Provided data.

//! API client types and trait definitions
//!
//! This module defines the backend contract used by the store. It is
//! implemented once over an HTTP transport (see [`crate::supabase`]) and by an
//! in-memory double for tests.

use chrono::NaiveDate;
use serde::{Deserialize, Serialize};
use uuid::Uuid;

pub use crate::{
    Flashcard, ScheduleEntry, Session, StudySession, Subject, TopicStatus, UserInfo, Weekday,
};

/// API error types
#[derive(Debug, Clone, PartialEq, Eq, Serialize, Deserialize, thiserror::Error)]
pub enum ApiError {
    /// Network or connection error
    #[error("Network error: {0}")]
    Network(String),
    /// Server returned an error status
    #[error("Server error ({status}): {message}")]
    Server { status: u16, message: String },
    /// Failed to parse response
    #[error("Parse error: {0}")]
    Parse(String),
    /// Authentication required or failed
    #[error("Auth error: {0}")]
    Auth(String),
    /// Resource not found
    #[error("Not found: {0}")]
    NotFound(String),
}

impl ApiError {
    /// Map a non-success HTTP status and the backend's message to an error
    pub fn from_status(status: u16, message: String) -> Self {
        match status {
            401 | 403 => ApiError::Auth(message),
            404 => ApiError::NotFound(message),
            _ => ApiError::Server { status, message },
        }
    }

    /// The backend's message without the error-kind prefix, for alerts
    pub fn message(&self) -> &str {
        match self {
            ApiError::Network(msg)
            | ApiError::Parse(msg)
            | ApiError::Auth(msg)
            | ApiError::NotFound(msg) => msg,
            ApiError::Server { message, .. } => message,
        }
    }
}

/// Email/password pair for sign-in and sign-up
#[derive(Debug, Clone, Serialize, Deserialize)]
pub struct Credentials {
    pub email: String,
    pub password: String,
}

/// Request body for refreshing a session
#[derive(Debug, Clone, Serialize, Deserialize)]
pub struct RefreshRequest {
    pub refresh_token: String,
}

#[derive(Debug, Clone, Serialize, Deserialize)]
pub struct NewSubject {
    pub user_id: Uuid,
    pub name: String,
}

#[derive(Debug, Clone, Serialize, Deserialize)]
pub struct NewTopic {
    pub user_id: Uuid,
    pub subject_id: Uuid,
    pub name: String,
    pub status: TopicStatus,
}

/// Partial topic update; absent fields are left untouched
#[derive(Debug, Clone, Default, Serialize, Deserialize)]
pub struct TopicPatch {
    #[serde(default, skip_serializing_if = "Option::is_none")]
    pub status: Option<TopicStatus>,
    #[serde(default, skip_serializing_if = "Option::is_none")]
    pub notes: Option<String>,
}

#[derive(Debug, Clone, Serialize, Deserialize)]
pub struct NewAttachment {
    pub user_id: Uuid,
    pub topic_id: Uuid,
    pub file_name: String,
    pub url: String,
}

#[derive(Debug, Clone, Serialize, Deserialize)]
pub struct NewFlashcard {
    pub user_id: Uuid,
    pub label: String,
    pub question: String,
    pub answer: String,
    /// New cards are due immediately
    #[serde(default)]
    pub next_review: Option<NaiveDate>,
}

/// Body of a flashcard reschedule
#[derive(Debug, Clone, Serialize, Deserialize)]
pub struct FlashcardReview {
    pub next_review: NaiveDate,
}

#[derive(Debug, Clone, Serialize, Deserialize)]
pub struct NewStudySession {
    pub user_id: Uuid,
    pub total_seconds: i64,
}

#[derive(Debug, Clone, Serialize, Deserialize)]
pub struct NewScheduleEntry {
    pub user_id: Uuid,
    pub weekday: Weekday,
    pub subject_id: Uuid,
}

/// API endpoint definitions
pub mod endpoints {
    use crate::protocol::ATTACHMENTS_BUCKET;

    pub const AUTH_SIGNUP: &str = "/auth/v1/signup";
    pub const AUTH_TOKEN_PASSWORD: &str = "/auth/v1/token?grant_type=password";
    pub const AUTH_TOKEN_REFRESH: &str = "/auth/v1/token?grant_type=refresh_token";
    pub const AUTH_LOGOUT: &str = "/auth/v1/logout";

    pub const SUBJECTS: &str = "subjects";
    pub const TOPICS: &str = "topics";
    pub const ATTACHMENTS: &str = "attachments";
    pub const FLASHCARDS: &str = "flashcards";
    pub const STUDY_SESSIONS: &str = "study_sessions";
    pub const SCHEDULE_ENTRIES: &str = "schedule_entries";

    pub fn table(name: &str) -> String {
        format!("/rest/v1/{}", name)
    }

    pub fn storage_object(path: &str) -> String {
        format!("/storage/v1/object/{}/{}", ATTACHMENTS_BUCKET, path)
    }

    pub fn storage_public(path: &str) -> String {
        format!("/storage/v1/object/public/{}/{}", ATTACHMENTS_BUCKET, path)
    }
}

/// Trait defining the StudyFlow backend API
///
/// Every data call takes the caller's [`Session`]: the access token
/// authorizes the request and the session's owner id scopes every filter and
/// insert. All methods are async and return `Result<T, ApiError>`.
#[allow(async_fn_in_trait)]
pub trait StudyApi {
    // --- auth ---

    /// Create an account. Returns `None` when the backend requires the
    /// e-mail address to be confirmed before a session is issued.
    async fn sign_up(&self, credentials: &Credentials) -> Result<Option<Session>, ApiError>;

    async fn sign_in(&self, credentials: &Credentials) -> Result<Session, ApiError>;

    /// Exchange a refresh token for a fresh session
    async fn refresh_session(&self, refresh_token: &str) -> Result<Session, ApiError>;

    async fn sign_out(&self, session: &Session) -> Result<(), ApiError>;

    // --- subjects and topics ---

    /// Subjects ordered by creation, each with topics and their attachments
    async fn list_subjects(&self, session: &Session) -> Result<Vec<Subject>, ApiError>;

    async fn insert_subject(&self, session: &Session, subject: &NewSubject) -> Result<(), ApiError>;

    async fn delete_subject(&self, session: &Session, subject_id: Uuid) -> Result<(), ApiError>;

    /// Ids of every topic belonging to a subject
    async fn list_topic_ids(&self, session: &Session, subject_id: Uuid)
        -> Result<Vec<Uuid>, ApiError>;

    async fn insert_topic(&self, session: &Session, topic: &NewTopic) -> Result<(), ApiError>;

    async fn update_topic(
        &self,
        session: &Session,
        topic_id: Uuid,
        patch: &TopicPatch,
    ) -> Result<(), ApiError>;

    /// Delete topics by id. An empty slice is a no-op.
    async fn delete_topics(&self, session: &Session, topic_ids: &[Uuid]) -> Result<(), ApiError>;

    // --- attachments ---

    async fn insert_attachment(
        &self,
        session: &Session,
        attachment: &NewAttachment,
    ) -> Result<(), ApiError>;

    async fn delete_attachment(&self, session: &Session, attachment_id: Uuid)
        -> Result<(), ApiError>;

    /// Delete every attachment whose topic is in the set. An empty slice is a no-op.
    async fn delete_attachments_for_topics(
        &self,
        session: &Session,
        topic_ids: &[Uuid],
    ) -> Result<(), ApiError>;

    /// Store raw bytes under a path in the attachments bucket
    async fn upload_object(
        &self,
        session: &Session,
        path: &str,
        content_type: &str,
        bytes: Vec<u8>,
    ) -> Result<(), ApiError>;

    /// Public URL of an object in the attachments bucket
    fn public_url(&self, path: &str) -> String;

    // --- flashcards ---

    async fn list_flashcards(&self, session: &Session) -> Result<Vec<Flashcard>, ApiError>;

    async fn insert_flashcard(&self, session: &Session, card: &NewFlashcard)
        -> Result<(), ApiError>;

    async fn reschedule_flashcard(
        &self,
        session: &Session,
        card_id: Uuid,
        next_review: NaiveDate,
    ) -> Result<(), ApiError>;

    async fn delete_flashcard(&self, session: &Session, card_id: Uuid) -> Result<(), ApiError>;

    /// Delete every card filed under a label
    async fn delete_flashcards_with_label(&self, session: &Session, label: &str)
        -> Result<(), ApiError>;

    // --- study sessions ---

    async fn list_study_sessions(&self, session: &Session) -> Result<Vec<StudySession>, ApiError>;

    async fn insert_study_session(
        &self,
        session: &Session,
        study_session: &NewStudySession,
    ) -> Result<(), ApiError>;

    /// Delete the owner's whole study history
    async fn delete_study_sessions(&self, session: &Session) -> Result<(), ApiError>;

    // --- schedule ---

    /// Schedule rows with the assigned subject's name joined in
    async fn list_schedule(&self, session: &Session) -> Result<Vec<ScheduleEntry>, ApiError>;

    async fn insert_schedule_entry(
        &self,
        session: &Session,
        entry: &NewScheduleEntry,
    ) -> Result<(), ApiError>;

    async fn delete_schedule_entry(&self, session: &Session, entry_id: Uuid)
        -> Result<(), ApiError>;
}

/// Configuration for creating an API client
#[derive(Debug, Clone, PartialEq, Eq)]
pub struct ApiClientConfig {
    /// Base URL of the backend project (e.g., "https://abcd.supabase.co")
    pub base_url: String,
    /// Public anonymous key sent as `apikey` on every request
    pub anon_key: String,
}

impl ApiClientConfig {
    pub fn new(base_url: impl Into<String>, anon_key: impl Into<String>) -> Self {
        let base_url: String = base_url.into();
        Self {
            base_url: base_url.trim_end_matches('/').to_string(),
            anon_key: anon_key.into(),
        }
    }

    pub fn url(&self, endpoint: &str) -> String {
        format!("{}{}", self.base_url, endpoint)
    }
}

Exercise.
Would you copy each line of the records that contains "supabase"?

Reply to the exercise.
//! implemented once over an HTTP transport (see [`crate::supabase`]) and by an
    /// Base URL of the backend project (e.g., "https://abcd.supabase.co")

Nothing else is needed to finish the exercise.